2月、ガンであることが濃厚だと知らされたある日、ネットをなんとなく見ていたら『美輪明宏 愛の讃歌』の公演の広告が出てきましたーー美輪さんは時々残念なミソジニー発言をするけれども、表現者としての彼は尊敬しています。そしてエディット・ピアフは私が10代の頃から敬愛してやまない歌手です。ほぅ、私の誕生日が初演か......なんかこれも運命なのかなぁとチケット発売日当日即、購入しました。

エディット・ピアフで私が一番好きな曲は『街の舞踏会(Bal dans ma rue)』です。代表曲『愛の讃歌』でも『バラ色の人生』でもなく。その2曲の次に有名と思われる『水に流して』は街の舞踏会の次の次くらいに好きな曲です。

私は映画が好きですが、とりわけ伝記映画が大好きです。『エディット・ピアフ 愛の讃歌』は封切されてすぐに観に行きましたが、期待以上でした。彼女の曲で一番有名で人気と思われる『愛の讃歌』はインストが効果的に使われているのみ、歌唱は一切なしというのが印象的でした。

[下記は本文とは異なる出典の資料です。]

impl App {
    pub fn new(store: Box<dyn QuizStore>) -> Self {
        let mut app = Self {
            store,
            screen: Screen::Dashboard,
            search_input: String::new(),
            summaries: Vec::new(),
            selected: 0,
            editor: None,
            session: None,
            option_cursor: 0,
            results_scroll: 0,
            status: None,
        };
        app.refresh_summaries();
        app
    }

    pub fn store(&self) -> &dyn QuizStore {
        self.store.as_ref()
    }

    fn refresh_summaries(&mut self) {
        let filter = if self.search_input.trim().is_empty() {
            QuizFilter::all()
        } else {
            QuizFilter::title_contains(self.search_input.trim())
        };
        self.summaries = self.store.list_quizzes(&filter);
        if self.selected >= self.summaries.len() {
            self.selected = self.summaries.len().saturating_sub(1);
        }
    }

    fn selected_quiz_id(&self) -> Option<String> {
        self.summaries.get(self.selected).map(|s| s.id.clone())
    }

    // ----- dashboard -----

    pub fn search_push(&mut self, c: char) {
        self.status = None;
        self.search_input.push(c);
        self.refresh_summaries();
    }

    pub fn search_pop(&mut self) {
        self.status = None;
        self.search_input.pop();
        self.refresh_summaries();
    }

    pub fn select_next(&mut self) {
        if !self.summaries.is_empty() {
            self.selected = (self.selected + 1) % self.summaries.len();
        }
    }

    pub fn select_previous(&mut self) {
        if !self.summaries.is_empty() {
            self.selected =
                (self.selected + self.summaries.len() - 1) % self.summaries.len();
        }
    }

    /// Open the editor on a fresh draft.
    pub fn open_editor_new(&mut self) {
        self.status = None;
        self.editor = Some(EditorState::new(QuizDraft::new()));
        self.screen = Screen::Editor;
    }

    /// Open the editor on the selected quiz.
    pub fn open_editor_selected(&mut self) {
        self.status = None;
        let Some(id) = self.selected_quiz_id() else {
            return;
        };
        match self.store.load_quiz(&id) {
            Ok(quiz) => {
                self.editor = Some(EditorState::new(QuizDraft::from_quiz(quiz)));
                self.screen = Screen::Editor;
            }
            Err(e) => self.status = Some(StatusLine::error(e.to_string())),
        }
    }

    /// Start a taking session on the selected quiz.
    pub fn start_selected_quiz(&mut self) {
        self.status = None;
        let Some(id) = self.selected_quiz_id() else {
            return;
        };
        match self.store.load_quiz(&id) {
            Ok(quiz) => {
                self.session = Some(TakingSession::new(quiz));
                self.option_cursor = 0;
                self.screen = Screen::Taking;
            }
            Err(e) => self.status = Some(StatusLine::error(e.to_string())),
        }
    }

    // ----- editor -----

    /// Leave the editor, discarding the draft.
    pub fn close_editor(&mut self) {
        self.editor = None;
        self.status = None;
        self.screen = Screen::Dashboard;
    }

    pub fn editor_focus_next(&mut self) {
        if let Some(editor) = self.editor.as_mut() {
            editor.focus_next();
        }
    }

    pub fn editor_focus_previous(&mut self) {
        if let Some(editor) = self.editor.as_mut() {
            editor.focus_previous();
        }
    }

    pub fn editor_input_char(&mut self, c: char) {
        self.status = None;
        let Some(editor) = self.editor.as_mut() else {
            return;
        };
        match editor.focus {
            EditorField::Title => editor.draft.title.push(c),
            EditorField::Description => editor.draft.description.push(c),
            EditorField::QuestionText(qi) => {
                let Some(question) = editor.draft.questions().get(qi) else {
                    return;
                };
                let id = question.id.clone();
                let mut text = question.text.clone();
                text.push(c);
                let _ = editor.draft.set_question_text(&id, text);
            }
            EditorField::Option(qi, oi) => {
                let Some(question) = editor.draft.questions().get(qi) else {
                    return;
                };
                let Some(option) = question.options.get(oi) else {
                    return;
                };
                let question_id = question.id.clone();
                let option_id = option.id.clone();
                let mut text = option.text.clone();
                text.push(c);
                let _ = editor.draft.set_option_text(&question_id, &option_id, text);
            }
        }
    }

    pub fn editor_backspace(&mut self) {
        self.status = None;
        let Some(editor) = self.editor.as_mut() else {
            return;
        };
        match editor.focus {
            EditorField::Title => {
                editor.draft.title.pop();
            }
            EditorField::Description => {
                editor.draft.description.pop();
            }
            EditorField::QuestionText(qi) => {
                let Some(question) = editor.draft.questions().get(qi) else {
                    return;
                };
                let id = question.id.clone();
                let mut text = question.text.clone();
                text.pop();
                let _ = editor.draft.set_question_text(&id, text);
            }
            EditorField::Option(qi, oi) => {
                let Some(question) = editor.draft.questions().get(qi) else {
                    return;
                };
                let Some(option) = question.options.get(oi) else {
                    return;
                };
                let question_id = question.id.clone();
                let option_id = option.id.clone();
                let mut text = option.text.clone();
                text.pop();
                let _ = editor.draft.set_option_text(&question_id, &option_id, text);
            }
        }
    }

    /// Toggle the focused option's correct flag. On single-choice questions
    /// marking is exclusive; the engine handles both kinds.
    pub fn editor_toggle_correct(&mut self) {
        self.status = None;
        let Some(editor) = self.editor.as_mut() else {
            return;
        };
        let Some((question_id, option_id)) = editor.focused_option_ids() else {
            return;
        };
        let currently = editor
            .draft
            .questions()
            .iter()
            .find(|q| q.id == question_id)
            .and_then(|q| q.option(&option_id))
            .is_some_and(|o| o.is_correct);
        if let Err(e) = editor
            .draft
            .set_option_correct(&question_id, &option_id, !currently)
        {
            self.status = Some(StatusLine::error(e.to_string()));
        }
    }

    /// Switch the focused question between single and multiple choice.
    pub fn editor_toggle_kind(&mut self) {
        self.status = None;
        let Some(editor) = self.editor.as_mut() else {
            return;
        };
        let Some(qi) = editor.focused_question_index() else {
            return;
        };
        let Some(question) = editor.draft.questions().get(qi) else {
            return;
        };
        let id = question.id.clone();
        let kind = match question.kind {
            QuestionType::Single => QuestionType::Multiple,
            QuestionType::Multiple => QuestionType::Single,
        };
        let _ = editor.draft.set_question_kind(&id, kind);
    }

    pub fn editor_add_question(&mut self) {
        self.status = None;
        let Some(editor) = self.editor.as_mut() else {
            return;
        };
        editor.draft.add_question();
        let qi = editor.draft.questions().len() - 1;
        editor.focus = EditorField::QuestionText(qi);
    }

    /// Remove the question the focus sits in.
    pub fn editor_remove_question(&mut self) {
        self.status = None;
        let Some(editor) = self.editor.as_mut() else {
            return;
        };
        let Some(qi) = editor.focused_question_index() else {
            return;
        };
        let Some(id) = editor.focused_question_id() else {
            return;
        };
        match editor.draft.remove_question(&id) {
            Ok(()) => {
                let last = editor.draft.questions().len() - 1;
                editor.focus = EditorField::QuestionText(qi.min(last));
            }
            Err(e) => self.status = Some(StatusLine::error(e.to_string())),
        }
    }

    /// Append an option to the focused question.
    pub fn editor_add_option(&mut self) {
        self.status = None;
        let Some(editor) = self.editor.as_mut() else {
            return;
        };
        let Some(qi) = editor.focused_question_index() else {
            return;
        };
        let Some(id) = editor.focused_question_id() else {
            return;
        };
        if editor.draft.add_option(&id).is_ok() {
            let last = editor.draft.questions()[qi].options.len() - 1;
            editor.focus = EditorField::Option(qi, last);
        }
    }

    /// Remove the focused option.
    pub fn editor_remove_option(&mut self) {
        self.status = None;
        let Some(editor) = self.editor.as_mut() else {
            return;
        };
        let EditorField::Option(qi, oi) = editor.focus else {
            return;
        };
        let Some((question_id, option_id)) = editor.focused_option_ids() else {
            return;
        };
        match editor.draft.remove_option(&question_id, &option_id) {
            Ok(()) => {
                let last = editor.draft.questions()[qi].options.len() - 1;
                editor.focus = EditorField::Option(qi, oi.min(last));
            }
            Err(e) => self.status = Some(StatusLine::error(e.to_string())),
        }
    }

    /// Validate the draft and persist it.
    pub fn editor_save(&mut self) {
        let Some(editor) = self.editor.as_ref() else {
            return;
        };
        match editor.draft.validate_for_save() {
            Ok(quiz) => match self.store.save_quiz(quiz) {
                Ok(_) => {
                    self.editor = None;
                    self.screen = Screen::Dashboard;
                    self.refresh_summaries();
                    self.status = Some(StatusLine::info("Quiz saved"));
                }
                Err(e) => self.status = Some(StatusLine::error(e.to_string())),
            },
            Err(e) => self.status = Some(StatusLine::error(e.message())),
        }
    }

    // ----- taking -----

    /// Leave the taking screen, discarding the attempt.
    pub fn abandon_session(&mut self) {
        self.session = None;
        self.status = None;
        self.screen = Screen::Dashboard;
    }

    fn current_option_count(&self) -> usize {
        self.session
            .as_ref()
            .and_then(|s| s.current_question())
            .map(|q| q.options.len())
            .unwrap_or(0)
    }

    pub fn taking_select_next(&mut self) {
        let count = self.current_option_count();
        if count > 0 {
            self.option_cursor = (self.option_cursor + 1) % count;
        }
    }

    pub fn taking_select_previous(&mut self) {
        let count = self.current_option_count();
        if count > 0 {
            self.option_cursor = (self.option_cursor + count - 1) % count;
        }
    }

    /// Record the option under the cursor: the choice of a single-choice
    /// question, or a toggle in a multiple-choice selection.
    pub fn taking_choose(&mut self) {
        self.status = None;
        let Some(session) = self.session.as_mut() else {
            return;
        };
        let Some(question) = session.current_question() else {
            return;
        };
        let question_id = question.id.clone();
        let kind = question.kind;
        let Some(option) = question.options.get(self.option_cursor) else {
            return;
        };
        let option_id = option.id.clone();

        let result = match kind {
            QuestionType::Single => session.record_single(&question_id, &option_id),
            QuestionType::Multiple => {
                let selected = !matches!(
                    session.answer(&question_id),
                    Some(Answer::Multiple(ids)) if ids.contains(&option_id)
                );
                session.record_multiple(&question_id, &option_id, selected)
            }
        };
        if let Err(e) = result {
            self.status = Some(StatusLine::error(e.to_string()));
        }
    }

    /// Move to the next question, or to the results once past the last one.
    pub fn taking_next(&mut self) {
        self.status = None;
        let Some(session) = self.session.as_mut() else {
            return;
        };
        match session.advance() {
            Ok(()) => {
                self.option_cursor = 0;
                if session.current_question().is_none() {
                    self.results_scroll = 0;
                    self.screen = Screen::Results;
                }
            }
            Err(e) => self.status = Some(StatusLine::error(e.to_string())),
        }
    }

    /// Step back to the previous question.
    pub fn taking_previous(&mut self) {
        self.status = None;
        let Some(session) = self.session.as_mut() else {
            return;
        };
        match session.retreat() {
            Ok(()) => self.option_cursor = 0,
            Err(e) => self.status = Some(StatusLine::error(e.to_string())),
        }
    }

    // ----- results -----

    /// Re-enter the quiz to inspect answers without clearing them.
    pub fn results_review(&mut self) {
        self.status = None;
        let Some(session) = self.session.as_mut() else {
            return;
        };
        if session.review().is_ok() {
            self.option_cursor = 0;
            self.screen = Screen::Taking;
        }
    }

    /// Back to the dashboard, ending the attempt.
    pub fn close_results(&mut self) {
        self.session = None;
        self.status = None;
        self.screen = Screen::Dashboard;
    }

    pub fn results_scroll_down(&mut self) {
        let max_scroll = self
            .session
            .as_ref()
            .map(|s| s.quiz().questions.len().saturating_sub(1))
            .unwrap_or(0);
        self.results_scroll = (self.results_scroll + 1).min(max_scroll);
    }

    pub fn results_scroll_up(&mut self) {
        self.results_scroll = self.results_scroll.saturating_sub(1);
    }
}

好きなシーンは沢山あるのですが、最後の方でピアフが海岸で穏やかな表情で編み物をしているところはなんだか沁みました。

1度目の手術。私はそれまで、手術らしい手術どころかメスを入れるような外科的処置を受けたことがありませんでした。大きな病気もけがもなく、40年の人生で一度も入院すらしたことがなかったのです。
手術台に横たわって天井を見ていると沢山の看護師や麻酔医が集まって機器や道具を揃えているらしい音がカチャカチャと聞こえてきて、私は涙が止まらなくなってしまいました。母親と同じ歳くらいの女性看護師が
「あらあら、怖くなっちゃった?大丈夫よ。みんな、ずっと一緒にいますからね。ほ~ら大丈夫よ、ね?」と涙をぬぐって、手を握ってくれました。

違うんです。私は手術が怖くて泣いていたのではないのです。
ガンであることを打ち明けられるような家族や身寄りなんていないこと、面倒を見てくれる人など誰一人いないこと、病気について調べて病院探しするのも全部ひとり。ピアサポートなどであちこち話を聞きに行くのもひとり。弱音を吐く相手、友達すらいない。いえ、ひとりでもいいんです。だけど……
もしステージが進んだら?手術が成功しても再発や転移したら?安楽死も出来ないこの国で、ゆっくりと悪くなりQOLが思いっきり下がって、ある日急に悪化し余命宣告を受けることが多いこの病気に耐えられるか?そうなったら治療を受ける意味は?そんなことがぐるぐると頭の中で駆けめぐり涙が止まらなくなってしまったのです。

私の41回目の誕生日。美輪さんの「ピアフ」を観たのは2度目の手術を数日後に控えた日で、まだ1度目の手術の抜糸も済んでいませんでした。でも最高にめかしこんで出かけました。ピアフの時代のパリ紳士のようなスーツにハット、けれど足元はエナメルの太いヒールのパンプス。

圧倒されました、美輪さんの渾身のピアフ。全部日本語で歌っていましたがそれもまた素晴らしくて。

公演後に出待ちをしたら美輪さんは立ち止まって微笑んで下さいました。

邦題「水に流して」原題Non je ne regrette rien.....(「私は後悔していない」の意)、か。
いえ、私は後悔してること、いっぱいあります。けれど死ぬときは「もういいの」って思いながら死にたいのです。あんなつらいことや悲しいことを経験したくはなかったし生まれて来たくはなかったですが、生まれてしまった事実や過去は消せませんから、楽しく死ねるためにはどう生きるか。そんなことを考えている、46歳を目前の春です。